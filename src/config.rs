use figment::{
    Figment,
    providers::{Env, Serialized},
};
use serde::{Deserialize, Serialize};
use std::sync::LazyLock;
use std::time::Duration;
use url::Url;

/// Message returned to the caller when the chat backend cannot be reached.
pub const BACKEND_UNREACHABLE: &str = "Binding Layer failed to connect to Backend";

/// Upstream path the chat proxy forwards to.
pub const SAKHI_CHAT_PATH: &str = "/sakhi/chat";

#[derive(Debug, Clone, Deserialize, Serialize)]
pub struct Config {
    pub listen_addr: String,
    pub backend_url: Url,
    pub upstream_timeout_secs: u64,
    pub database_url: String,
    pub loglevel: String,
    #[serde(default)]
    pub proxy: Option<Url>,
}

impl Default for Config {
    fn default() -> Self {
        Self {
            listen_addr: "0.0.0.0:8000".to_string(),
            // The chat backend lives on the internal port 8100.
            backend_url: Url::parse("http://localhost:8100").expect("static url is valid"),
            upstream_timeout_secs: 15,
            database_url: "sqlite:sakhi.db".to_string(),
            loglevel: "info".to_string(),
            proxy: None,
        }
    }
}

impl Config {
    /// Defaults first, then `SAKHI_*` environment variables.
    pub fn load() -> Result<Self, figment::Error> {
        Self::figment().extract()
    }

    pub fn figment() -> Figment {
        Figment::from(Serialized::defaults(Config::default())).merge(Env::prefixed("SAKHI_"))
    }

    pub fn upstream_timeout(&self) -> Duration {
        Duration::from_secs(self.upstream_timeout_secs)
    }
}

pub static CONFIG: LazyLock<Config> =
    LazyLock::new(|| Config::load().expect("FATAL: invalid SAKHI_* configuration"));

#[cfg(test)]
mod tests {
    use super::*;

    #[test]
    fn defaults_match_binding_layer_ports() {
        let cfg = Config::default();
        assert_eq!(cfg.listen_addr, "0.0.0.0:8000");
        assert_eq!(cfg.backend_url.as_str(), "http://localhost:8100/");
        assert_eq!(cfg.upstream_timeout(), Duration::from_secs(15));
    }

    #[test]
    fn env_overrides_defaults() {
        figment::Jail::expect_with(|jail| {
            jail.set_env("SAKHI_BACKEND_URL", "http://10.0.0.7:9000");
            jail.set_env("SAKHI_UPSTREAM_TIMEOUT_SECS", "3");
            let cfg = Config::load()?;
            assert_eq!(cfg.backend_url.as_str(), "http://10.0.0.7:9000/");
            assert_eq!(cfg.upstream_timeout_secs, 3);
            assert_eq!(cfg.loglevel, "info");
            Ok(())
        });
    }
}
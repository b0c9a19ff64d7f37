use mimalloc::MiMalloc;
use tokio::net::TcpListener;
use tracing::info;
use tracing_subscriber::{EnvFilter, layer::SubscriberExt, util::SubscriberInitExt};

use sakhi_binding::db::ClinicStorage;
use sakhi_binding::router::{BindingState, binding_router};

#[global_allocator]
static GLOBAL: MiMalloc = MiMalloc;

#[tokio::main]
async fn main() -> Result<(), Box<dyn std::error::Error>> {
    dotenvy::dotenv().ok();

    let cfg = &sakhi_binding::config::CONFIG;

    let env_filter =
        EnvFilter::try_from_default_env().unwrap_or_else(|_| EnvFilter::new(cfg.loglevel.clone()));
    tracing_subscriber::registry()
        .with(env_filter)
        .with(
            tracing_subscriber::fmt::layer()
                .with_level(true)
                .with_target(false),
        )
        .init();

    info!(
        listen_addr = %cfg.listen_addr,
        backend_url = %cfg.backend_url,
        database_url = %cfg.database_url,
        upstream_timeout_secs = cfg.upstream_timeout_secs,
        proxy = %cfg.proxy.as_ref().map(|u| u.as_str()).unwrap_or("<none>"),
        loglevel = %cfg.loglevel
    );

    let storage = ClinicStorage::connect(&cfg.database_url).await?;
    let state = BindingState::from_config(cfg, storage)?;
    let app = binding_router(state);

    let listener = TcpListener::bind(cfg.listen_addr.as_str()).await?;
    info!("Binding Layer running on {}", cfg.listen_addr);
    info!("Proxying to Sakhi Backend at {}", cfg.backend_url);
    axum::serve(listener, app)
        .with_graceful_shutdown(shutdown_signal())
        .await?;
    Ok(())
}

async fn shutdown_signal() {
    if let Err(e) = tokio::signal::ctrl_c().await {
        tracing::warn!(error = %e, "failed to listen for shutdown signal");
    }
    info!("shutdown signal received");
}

★ ★ ★ ★ ★

#### To do:
Output the records exactly, so that each line matches what was given.

#### Written reply:
filename src/config.rs
use figment::{
    Figment,
    providers::{Env, Serialized},
};
use serde::{Deserialize, Serialize};
use std::sync::LazyLock;
use std::time::Duration;
use url::Url;

/// Message returned to the caller when the chat backend cannot be reached.
pub const BACKEND_UNREACHABLE: &str = "Binding Layer failed to connect to Backend";

/// Upstream path the chat proxy forwards to.
pub const SAKHI_CHAT_PATH: &str = "/sakhi/chat";

#[derive(Debug, Clone, Deserialize, Serialize)]
pub struct Config {
    pub listen_addr: String,
    pub backend_url: Url,
    pub upstream_timeout_secs: u64,
    pub database_url: String,
    pub loglevel: String,
    #[serde(default)]
    pub proxy: Option<Url>,
}

impl Default for Config {
    fn default() -> Self {
        Self {
            listen_addr: "0.0.0.0:8000".to_string(),
            // The chat backend lives on the internal port 8100.
            backend_url: Url::parse("http://localhost:8100").expect("static url is valid"),
            upstream_timeout_secs: 15,
            database_url: "sqlite:sakhi.db".to_string(),
            loglevel: "info".to_string(),
            proxy: None,
        }
    }
}

impl Config {
    /// Defaults first, then `SAKHI_*` environment variables.
    pub fn load() -> Result<Self, figment::Error> {
        Self::figment().extract()
    }

    pub fn figment() -> Figment {
        Figment::from(Serialized::defaults(Config::default())).merge(Env::prefixed("SAKHI_"))
    }

    pub fn upstream_timeout(&self) -> Duration {
        Duration::from_secs(self.upstream_timeout_secs)
    }
}

pub static CONFIG: LazyLock<Config> =
    LazyLock::new(|| Config::load().expect("FATAL: invalid SAKHI_* configuration"));

#[cfg(test)]
mod tests {
    use super::*;

    #[test]
    fn defaults_match_binding_layer_ports() {
        let cfg = Config::default();
        assert_eq!(cfg.listen_addr, "0.0.0.0:8000");
        assert_eq!(cfg.backend_url.as_str(), "http://localhost:8100/");
        assert_eq!(cfg.upstream_timeout(), Duration::from_secs(15));
    }

    #[test]
    fn env_overrides_defaults() {
        figment::Jail::expect_with(|jail| {
            jail.set_env("SAKHI_BACKEND_URL", "http://10.0.0.7:9000");
            jail.set_env("SAKHI_UPSTREAM_TIMEOUT_SECS", "3");
            let cfg = Config::load()?;
            assert_eq!(cfg.backend_url.as_str(), "http://10.0.0.7:9000/");
            assert_eq!(cfg.upstream_timeout_secs, 3);
            assert_eq!(cfg.loglevel, "info");
            Ok(())
        });
    }
}
repository b0c9a19ff64d7f37
use mimalloc::MiMalloc;
use tokio::net::TcpListener;
use tracing::info;
use tracing_subscriber::{EnvFilter, layer::SubscriberExt, util::SubscriberInitExt};

use sakhi_binding::db::ClinicStorage;
use sakhi_binding::router::{BindingState, binding_router};

#[global_allocator]
static GLOBAL: MiMalloc = MiMalloc;

#[tokio::main]
async fn main() -> Result<(), Box<dyn std::error::Error>> {
    dotenvy::dotenv().ok();

    let cfg = &sakhi_binding::config::CONFIG;

    let env_filter =
        EnvFilter::try_from_default_env().unwrap_or_else(|_| EnvFilter::new(cfg.loglevel.clone()));
    tracing_subscriber::registry()
        .with(env_filter)
        .with(
            tracing_subscriber::fmt::layer()
                .with_level(true)
                .with_target(false),
        )
        .init();

    info!(
        listen_addr = %cfg.listen_addr,
        backend_url = %cfg.backend_url,
        database_url = %cfg.database_url,
        upstream_timeout_secs = cfg.upstream_timeout_secs,
        proxy = %cfg.proxy.as_ref().map(|u| u.as_str()).unwrap_or("<none>"),
        loglevel = %cfg.loglevel
    );

    let storage = ClinicStorage::connect(&cfg.database_url).await?;
    let state = BindingState::from_config(cfg, storage)?;
    let app = binding_router(state);

    let listener = TcpListener::bind(cfg.listen_addr.as_str()).await?;
    info!("Binding Layer running on {}", cfg.listen_addr);
    info!("Proxying to Sakhi Backend at {}", cfg.backend_url);
    axum::serve(listener, app)
        .with_graceful_shutdown(shutdown_signal())
        .await?;
    Ok(())
}

async fn shutdown_signal() {
    if let Err(e) = tokio::signal::ctrl_c().await {
        tracing::warn!(error = %e, "failed to listen for shutdown signal");
    }
    info!("shutdown signal received");
}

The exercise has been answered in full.